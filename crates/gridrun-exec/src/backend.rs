use std::sync::Arc;

use gridrun_core::Strategy;
use gridrun_model::{BackendKind, RunConfig, TaskTemplate};

use crate::{
    invoke::{Invoker, ProcessInvoker},
    local::LocalPoolStrategy,
    sge::GridEngineStrategy,
    slurm::SlurmStrategy,
};

/// Strategy for `kind` talking to the real scheduler tools.
pub fn build_strategy(kind: BackendKind, template: TaskTemplate, cfg: RunConfig) -> Arc<dyn Strategy> {
    build_strategy_with(kind, template, cfg, Arc::new(ProcessInvoker))
}

/// Strategy for `kind` with scheduler commands routed through `invoker`.
///
/// The local pool runs its tasks directly and ignores the invoker.
pub fn build_strategy_with(
    kind: BackendKind,
    template: TaskTemplate,
    cfg: RunConfig,
    invoker: Arc<dyn Invoker>,
) -> Arc<dyn Strategy> {
    match kind {
        BackendKind::GridEngine => Arc::new(GridEngineStrategy::new(template, cfg, invoker)),
        BackendKind::Slurm => Arc::new(SlurmStrategy::new(template, cfg, invoker)),
        BackendKind::Local => Arc::new(LocalPoolStrategy::new(template, cfg)),
    }
}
■ ■ ■
Exercise objective: Copy out each line from the listing that contains the string "BackendKind".

Answer:
use gridrun_model::{BackendKind, RunConfig, TaskTemplate};
pub fn build_strategy(kind: BackendKind, template: TaskTemplate, cfg: RunConfig) -> Arc<dyn Strategy> {
    kind: BackendKind,
        BackendKind::GridEngine => Arc::new(GridEngineStrategy::new(template, cfg, invoker)),
        BackendKind::Slurm => Arc::new(SlurmStrategy::new(template, cfg, invoker)),
        BackendKind::Local => Arc::new(LocalPoolStrategy::new(template, cfg)),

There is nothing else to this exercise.